One day, when 3-year-old Tsang Wing Lam is older, she will learn that her first trip away from home was to a quarantine camp in a former military barracks. She will be told that the stuffy masks her parents strapped over her mouth were to protect her from a disease called SARS, severe acute respiratory syndrome.
For about 100 people, including Wing Lam and her family, at least the ‘‘holiday camp’’ had a harbour view. It was a hostel-like place, set amid trees and shrubs, where campers could take in the fresh air, away from the city and SARS. But Wing Lam’s family is just glad to be back in their small but bright apartment on the seventh floor of the Amoy Gardens apartment complex, a petri dish that incubated 329 cases of SARS.
| • China said on Monday 12 more people had died from SARS and another 75 were infected, taking the death toll to 252 and the number of cases to 5,013 • New Zealand will trial an infra-red camera to check arriving air travellers for SARS this week, the first country outside Hong Kong and Singapore to do so • Hong Kong on Monday reported five new SARS cases and three more deaths • Singapore has converted a resort of government beach chalets into a quarantine site, where people can stay for a subsidised rate of S$25 ($14.40) per day • Hollywood is planning a movie set in Hong Kong called The City of SARS. It is a story about medics and a couple who fall in love while quarantined in an apartment. (Agencies) |
The quarantine camp was a way for Hong Kong to deal with the spread of SARS in the crowded apartment complex. On April 1, health officials rang the Tsang family’s doorbell, and that of other families in Block E, the section most affected by SARS. Block E was where a man who did not realise he was infected stayed for four days, visiting his brother, officials said.An investigation concluded that the virus probably was passed through the building’s sewage system, person-to-person contact and the use of elevators and staircases. All of the tenants in Block E were ordered to pack quickly and leave for a 10-day isolation. About 130 people went to a different camp for families of SARS-affected patients. About half the residents of Block E had already fled the complex when the order came, moving in with relatives or friends. All had to be traced by the health department. When Wing Lam asked why her family had to depart, her father, an unemployed dim sum chef, gave it a merry spin: ‘‘You’ll have fun. There’s a children’s playground,’’ Tsang Kam On said he told her.

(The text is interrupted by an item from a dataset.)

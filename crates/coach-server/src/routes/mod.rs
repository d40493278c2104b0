pub mod records;
pub mod wizards;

But he could not completely blot out the reality of the disease. There were the gauze masks, the travel prohibition and the commercials with their ‘‘1/99’’ message: the bleach-to-water ratio recommended as a disinfectant to help fight the disease. At the camp, Tsang and his wife, Lui Fuk Lin, staved off boredom by reading newspapers and watching TV.

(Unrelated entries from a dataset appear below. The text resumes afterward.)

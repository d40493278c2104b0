use crate::output::{print_json, print_table, truncate};
use anyhow::Context;
use clap::Subcommand;
use coach_core::{session::WizardSession, state::State};
use std::path::Path;

#[derive(Subcommand)]
pub enum SessionSubcommand {
    /// List wizard sessions, most recent first
    List,
    /// Make a session the active one
    Use { id: String },
    /// Discard a session (its saved record is kept)
    Drop { id: String },
}

pub fn run(root: &Path, subcmd: SessionSubcommand, json: bool) -> anyhow::Result<()> {
    match subcmd {
        SessionSubcommand::List => list(root, json),
        SessionSubcommand::Use { id } => {
            WizardSession::load(root, &id)?;
            let mut state = State::load(root).context("failed to load state")?;
            state.set_active(&id);
            state.save(root).context("failed to save state")?;
            if json {
                print_json(&serde_json::json!({ "active": id }))
            } else {
                println!("Active session: {id}");
                Ok(())
            }
        }
        SessionSubcommand::Drop { id } => {
            WizardSession::delete(root, &id)?;
            let mut state = State::load(root).context("failed to load state")?;
            state.clear_active(&id);
            state.save(root).context("failed to save state")?;
            if json {
                print_json(&serde_json::json!({ "dropped": id }))
            } else {
                println!("Dropped session {id}");
                Ok(())
            }
        }
    }
}

fn list(root: &Path, json: bool) -> anyhow::Result<()> {
    let sessions = WizardSession::list(root).context("failed to list sessions")?;
    let active = State::load(root).ok().and_then(|s| s.active_session);

    if json {
        let items: Vec<_> = sessions
            .iter()
            .map(|s| {
                serde_json::json!({
                    "id": s.id,
                    "active": active.as_deref() == Some(s.id.as_str()),
                    "step": s.wizard.step(),
                    "title": s.wizard.draft().title(),
                    "record": s.wizard.draft().record_id(),
                    "updatedAt": s.updated_at,
                })
            })
            .collect();
        return print_json(&items);
    }

    if sessions.is_empty() {
        println!("No sessions.");
        return Ok(());
    }
    let rows = sessions
        .iter()
        .map(|s| {
            let marker = if active.as_deref() == Some(s.id.as_str()) { "*" } else { "" };
            vec![
                marker.to_string(),
                s.id.clone(),
                s.wizard.step().to_string(),
                truncate(s.wizard.draft().title(), 32),
                s.updated_at.format("%Y-%m-%d %H:%M").to_string(),
            ]
        })
        .collect();
    print_table(&["", "ID", "STEP", "TITLE", "UPDATED"], rows);
    Ok(())
}
// ---------------------------------------------------------------------------
// Tests
// ---------------------------------------------------------------------------

#[cfg(test)]
mod tests {
    use super::*;
    use std::collections::HashSet;

    fn assert_dense(list: &BlockList) {
        let orders: Vec<usize> = list.iter().map(|b| b.order).collect();
        assert_eq!(orders, (0..list.len()).collect::<Vec<_>>());
        let ids: HashSet<&BlockId> = list.iter().map(|b| &b.id).collect();
        assert_eq!(ids.len(), list.len());
    }

    #[test]
    fn add_appends_with_next_order() {
        let mut list = BlockList::new();
        let a = list.add(BlockKind::Text);
        let b = list.add(BlockKind::Steps);
        assert_eq!(list.get(&a).unwrap().order, 0);
        assert_eq!(list.get(&b).unwrap().order, 1);
        assert_eq!(list.get(&b).unwrap().items(), Some(&[][..]));
    }

    #[test]
    fn remove_resequences_and_ignores_unknown() {
        let mut list = BlockList::new();
        let a = list.add(BlockKind::Text);
        let b = list.add(BlockKind::Text);
        let c = list.add(BlockKind::Text);

        assert!(list.remove(&b).is_some());
        assert_eq!(list.get(&c).unwrap().order, 1);
        assert!(list.remove(&BlockId::from("nope")).is_none());
        assert_eq!(list.len(), 2);
        assert_eq!(list.get(&a).unwrap().order, 0);
        assert_dense(&list);
    }

    #[test]
    fn removed_ids_are_not_reused() {
        let mut list = BlockList::new();
        let a = list.add(BlockKind::Text);
        list.remove(&a);
        let b = list.add(BlockKind::Text);
        assert_ne!(a, b);
    }

    #[test]
    fn reorder_clamps_index() {
        let mut list = BlockList::new();
        let a = list.add(BlockKind::Text);
        let b = list.add(BlockKind::Image);
        let c = list.add(BlockKind::Steps);

        assert!(list.reorder(&a, 99));
        let ids: Vec<&BlockId> = list.iter().map(|x| &x.id).collect();
        assert_eq!(ids, vec![&b, &c, &a]);

        assert!(list.reorder(&a, 0));
        assert_eq!(list.as_slice()[0].id, a);
        assert!(!list.reorder(&BlockId::from("missing"), 0));
        assert_dense(&list);
    }

    #[test]
    fn mixed_operations_keep_orders_dense() {
        let mut list = BlockList::new();
        let mut ids = Vec::new();
        for i in 0..12 {
            let kind = [BlockKind::Text, BlockKind::Steps, BlockKind::Image][i % 3];
            ids.push(list.add(kind));
            if i % 4 == 3 {
                let victim = ids.remove(i % ids.len());
                list.remove(&victim);
            }
            if i % 3 == 2 {
                list.reorder(&ids[0], i);
            }
            assert_dense(&list);
        }
    }

    #[test]
    fn update_drops_fields_foreign_to_type() {
        let mut list = BlockList::new();
        let text = list.add(BlockKind::Text);
        let patch = BlockPatch {
            content: Some("Breathe in".into()),
            items: Some(vec!["x".into()]),
            image_url: Some("http://img".into()),
        };
        let ignored = list.update(&text, &patch).unwrap();
        assert_eq!(ignored, vec!["items", "imageUrl"]);
        let block = list.get(&text).unwrap();
        assert_eq!(block.content, "Breathe in");
        assert_eq!(block.body, BlockBody::Text);
    }

    #[test]
    fn update_image_url_trims_and_clears() {
        let mut list = BlockList::new();
        let img = list.add(BlockKind::Image);
        list.update(&img, &BlockPatch::image_url(" https://cdn/a.png ")).unwrap();
        assert_eq!(list.get(&img).unwrap().image_url(), Some("https://cdn/a.png"));
        list.update(&img, &BlockPatch::image_url("")).unwrap();
        assert_eq!(list.get(&img).unwrap().image_url(), None);
    }

    #[test]
    fn update_missing_block_errors() {
        let mut list = BlockList::new();
        let err = list
            .update(&BlockId::from("ghost"), &BlockPatch::content("x"))
            .unwrap_err();
        assert!(matches!(err, CoachError::BlockNotFound(_)));
    }

    #[test]
    fn json_shape_matches_payload() {
        let mut list = BlockList::new();
        let steps = list.add(BlockKind::Steps);
        list.update(&steps, &BlockPatch::items(["Warm up", "3x10 squats"]))
            .unwrap();
        let img = list.add(BlockKind::Image);
        list.update(&img, &BlockPatch::image_url("https://cdn/x.png")).unwrap();

        let json = serde_json::to_value(&list).unwrap();
        assert_eq!(json[0]["type"], "steps");
        assert_eq!(json[0]["order"], 0);
        assert_eq!(json[0]["items"][1], "3x10 squats");
        assert!(json[0].get("imageUrl").is_none());
        assert_eq!(json[1]["type"], "image");
        assert_eq!(json[1]["imageUrl"], "https://cdn/x.png");
        assert!(json[1].get("items").is_none());

        let back: BlockList = serde_json::from_value(json).unwrap();
        assert_eq!(back, list);
    }

    #[test]
    fn loading_sparse_orders_resequences() {
        let json = serde_json::json!([
            { "id": "b", "type": "text", "order": 7, "content": "second" },
            { "id": "a", "type": "text", "order": 2, "content": "first" },
            { "id": "a", "type": "text", "order": 9, "content": "dup" }
        ]);
        let list: BlockList = serde_json::from_value(json).unwrap();
        assert_eq!(list.len(), 2);
        assert_eq!(list.as_slice()[0].content, "first");
        assert_dense(&list);
    }

    // -----------------------------------------------------------------------
    // Random operation sequences
    // -----------------------------------------------------------------------

    use proptest::prelude::*;

    #[derive(Debug, Clone)]
    enum Op {
        Add(BlockKind),
        Remove(usize),
        Reorder(usize, usize),
    }

    fn arb_kind() -> impl Strategy<Value = BlockKind> {
        prop_oneof![
            Just(BlockKind::Text),
            Just(BlockKind::Steps),
            Just(BlockKind::Ingredients),
            Just(BlockKind::Image),
        ]
    }

    fn arb_op() -> impl Strategy<Value = Op> {
        prop_oneof![
            arb_kind().prop_map(Op::Add),
            (0usize..16).prop_map(Op::Remove),
            (0usize..16, 0usize..20).prop_map(|(i, to)| Op::Reorder(i, to)),
        ]
    }

    proptest! {
        #[test]
        fn prop_orders_stay_dense_and_ids_unique(ops in prop::collection::vec(arb_op(), 1..60)) {
            let mut list = BlockList::new();
            let mut seen: HashSet<BlockId> = HashSet::new();
            for op in ops {
                match op {
                    Op::Add(kind) => {
                        let id = list.add(kind);
                        prop_assert!(seen.insert(id.clone()), "id reused: {}", id);
                        prop_assert_eq!(list.get(&id).map(|b| b.kind()), Some(kind));
                    }
                    Op::Remove(idx) => {
                        let before = list.len();
                        // Indices past the end target an unknown id.
                        let id = list
                            .as_slice()
                            .get(idx)
                            .map(|b| b.id.clone())
                            .unwrap_or_else(|| BlockId::from("unknown"));
                        let removed = list.remove(&id);
                        prop_assert_eq!(removed.is_some(), idx < before);
                        prop_assert_eq!(list.len(), before - usize::from(idx < before));
                        prop_assert!(!list.contains(&id));
                    }
                    Op::Reorder(idx, to) => {
                        let Some(id) = list.as_slice().get(idx).map(|b| b.id.clone()) else {
                            continue;
                        };
                        prop_assert!(list.reorder(&id, to));
                        prop_assert_eq!(list.position(&id), Some(to.min(list.len() - 1)));
                    }
                }
                assert_dense(&list);
            }
        }
    }
}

Meals were brought to their room three times a day, usually a ‘‘bento box’’ with pork or beef and rice, vegetables and a soft drink. They had a table and six white plastic chairs, four single beds, a toilet and a shower. For Amoy Gardens resident Lee Kok Cheong, it was ‘‘like sitting in prison.’’ There was no swimming pool. The horses at the stable had been moved because of concern that people might infect them with SARS, he said. The one upside was that he became better acquainted with his neighbours.
Earlier this month, Health Secretary Yeoh Eng-kiong acknowledged that Hong Kong had not responded quickly enough to the SARS outbreak, but said that at the time, experts had scant understanding of the disease. New cases of SARS have plummeted at Amoy Gardens. To date, 33 residents have died, about 10 from Block E. About 40 children have lost a parent. A 13-year-old girl lost both parents and is living with an aunt. The government has set up a fund to help the families of SARS victims. Hong Kong announced four new SARS cases on Sunday, the lowest total since officials started reporting SARS statistics in March.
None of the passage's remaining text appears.